Among the entries that follow, find every line with the word "DatasetFile" and list it.

________________

use log::{debug, info, warn};

use branch_metrics::*;
use snafu::{prelude::*, Snafu};

use std::fs;
use std::io::{Read, Write};
use std::path::{Path, PathBuf};

use serde_json::Value as JSValue;
use text_diff::print_diff;

use crate::args::Args;
use crate::report::config_reader::*;

pub mod config_reader;
mod display;
mod docx;
mod export;
mod io_xlsx;
mod raster;

#[derive(Debug, Snafu)]
#[snafu(visibility(pub(crate)))]
pub enum ReportError {
    #[snafu(display("Error opening spreadsheet {path}"))]
    OpeningExcel {
        source: calamine::XlsxError,
        path: String,
    },
    #[snafu(display("Worksheet {sheet:?} not found in {path}"))]
    MissingSheet { sheet: String, path: String },
    #[snafu(display("Worksheet {sheet:?} has no cells"))]
    EmptySheet { sheet: String },
    #[snafu(display("The report could not be produced"))]
    Pipeline { source: PipelineError },
    #[snafu(display("Error opening {path}"))]
    OpeningJson {
        source: std::io::Error,
        path: String,
    },
    #[snafu(display("Error parsing JSON"))]
    ParsingJson { source: serde_json::Error },
    #[snafu(display("Invalid number for {key:?}"))]
    ParsingJsonNumber { key: String },
    #[snafu(display("Error writing {path}"))]
    WritingOutput {
        source: std::io::Error,
        path: String,
    },
    #[snafu(display("Unknown dataset {name:?} (expected 'app' or 'ontime')"))]
    UnknownDataset { name: String },
    #[snafu(display("Unknown output format {name:?} (expected 'markdown', 'docx' or 'json')"))]
    UnknownFormat { name: String },
    #[snafu(display("Error reading the spreadsheet from standard input"))]
    ReadingInput { source: std::io::Error },
    #[snafu(display("No input file: use --input or set filePath in the configuration"))]
    MissingInput {},
    #[snafu(display("Difference detected between the report and the reference {path}"))]
    ReferenceMismatch { path: String },
    #[snafu(display("Error drawing the chart {title:?}"))]
    EncodingChart {
        source: image::ImageError,
        title: String,
    },
    #[snafu(display("Error packaging {part} in the Word document"))]
    WritingDocx {
        source: zip::result::ZipError,
        part: String,
    },
    #[snafu(display("Error writing {part} in the Word document"))]
    WritingDocxPart {
        source: std::io::Error,
        part: String,
    },
}

pub type ReportResult<T> = Result<T, ReportError>;

#[derive(Eq, PartialEq, Debug, Clone, Copy)]
pub enum OutputFormat {
    Markdown,
    Docx,
    Json,
}

fn parse_format(name: &Option<String>) -> ReportResult<OutputFormat> {
    match name.as_deref() {
        None | Some("markdown") | Some("md") => Ok(OutputFormat::Markdown),
        Some("docx") | Some("word") => Ok(OutputFormat::Docx),
        Some("json") => Ok(OutputFormat::Json),
        Some(x) => UnknownFormatSnafu { name: x }.fail(),
    }
}

/// Resolves the settings of a run: built-in defaults, then the
/// configuration file, then the command line.
fn resolve_settings(
    args: &Args,
    file: &Option<DatasetFile>,
) -> ReportResult<(DatasetSettings, Option<String>)> {
    let dataset_name = args
        .dataset
        .clone()
        .or_else(|| file.as_ref().and_then(|f| f.dataset.clone()))
        .unwrap_or_else(|| "app".to_string());
    let kind = parse_dataset(&dataset_name)?;
    let mut settings = DatasetSettings::defaults(kind);
    let mut input = None;
    if let Some(f) = file {
        settings.apply_file(f)?;
        input = f.file_path.clone();
    }
    if let Some(sheet) = &args.excel_worksheet_name {
        settings.sheet_name = sheet.clone();
    }
    if let Some(header_row) = args.header_row {
        settings.header_row = header_row;
    }
    Ok((settings, input))
}

fn input_path(args: &Args, from_config: Option<String>) -> ReportResult<String> {
    if let Some(p) = &args.input {
        return Ok(p.clone());
    }
    let p = from_config.context(MissingInputSnafu {})?;
    // Relative paths in a configuration file are relative to that file.
    let root: Option<&Path> = args.config.as_deref().and_then(|c| Path::new(c).parent());
    let full: PathBuf = match root {
        Some(r) if Path::new(&p).is_relative() => r.join(&p),
        _ => PathBuf::from(&p),
    };
    Ok(full.display().to_string())
}

/// Renders the report in the requested format.
///
/// The Word document carries PNG charts, the Markdown document text charts.
fn render(report: &ReportData, format: OutputFormat) -> ReportResult<Vec<u8>> {
    match format {
        OutputFormat::Markdown => {
            export::export_markdown(report, &export::TextChartRenderer::default())
                .map(String::into_bytes)
        }
        OutputFormat::Docx => docx::export_docx(report, &raster::PngChartRenderer::default()),
        OutputFormat::Json => serde_json::to_string_pretty(&export::report_to_json(report))
            .map(String::into_bytes)
            .context(ParsingJsonSnafu {}),
    }
}

fn check_reference(report: &ReportData, reference_path: &str) -> ReportResult<()> {
    let reference: JSValue = read_summary(reference_path)?;
    let pretty_reference = serde_json::to_string_pretty(&reference).context(ParsingJsonSnafu {})?;
    let pretty_report = serde_json::to_string_pretty(&export::report_to_json(report))
        .context(ParsingJsonSnafu {})?;
    if pretty_reference != pretty_report {
        warn!("Found differences with the reference summary");
        print_diff(pretty_reference.as_str(), pretty_report.as_str(), "\n");
        return ReferenceMismatchSnafu {
            path: reference_path,
        }
        .fail();
    }
    info!("check_reference: report matches {}", reference_path);
    Ok(())
}

pub fn run_report(args: &Args) -> ReportResult<()> {
    let file: Option<DatasetFile> = match &args.config {
        Some(p) => Some(read_dataset_file(p)?),
        None => None,
    };
    let (settings, configured_input) = resolve_settings(args, &file)?;
    info!("settings: {:?}", settings);
    let format = parse_format(&args.format)?;
    let path = input_path(args, configured_input)?;

    info!("Attempting to read report file {:?}", path);
    let sheet = if path == "-" {
        let mut bytes: Vec<u8> = Vec::new();
        std::io::stdin()
            .read_to_end(&mut bytes)
            .context(ReadingInputSnafu {})?;
        io_xlsx::read_report_bytes(bytes, &settings.sheet_name, &settings.layout())?
    } else {
        io_xlsx::read_report_file(&path, &settings.sheet_name, &settings.layout())?
    };
    debug!(
        "run_report: {} branch rows, total row: {:?}",
        sheet.detail.rows.len(),
        sheet.aggregate.as_ref().map(|r| r.line)
    );

    let report = generate_report(settings.kind, settings.report_settings(), sheet)
        .context(PipelineSnafu {})?;

    // Everything is rendered before anything is written.
    let rendered = render(&report, format)?;

    match args.out.as_deref() {
        Some("stdout") => {
            let mut stdout = std::io::stdout();
            stdout
                .write_all(&rendered)
                .and_then(|_| stdout.flush())
                .context(WritingOutputSnafu { path: "stdout" })?;
        }
        Some(out_path) => {
            println!("{}", display::report_to_console(&report));
            fs::write(out_path, &rendered)
                .context(WritingOutputSnafu { path: out_path })?;
            info!("run_report: report written to {}", out_path);
        }
        None => println!("{}", display::report_to_console(&report)),
    }

    if let Some(reference_path) = &args.reference {
        check_reference(&report, reference_path)?;
    }
    Ok(())
}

________________

#### [Reply]
    file: &Option<DatasetFile>,
    let file: Option<DatasetFile> = match &args.config {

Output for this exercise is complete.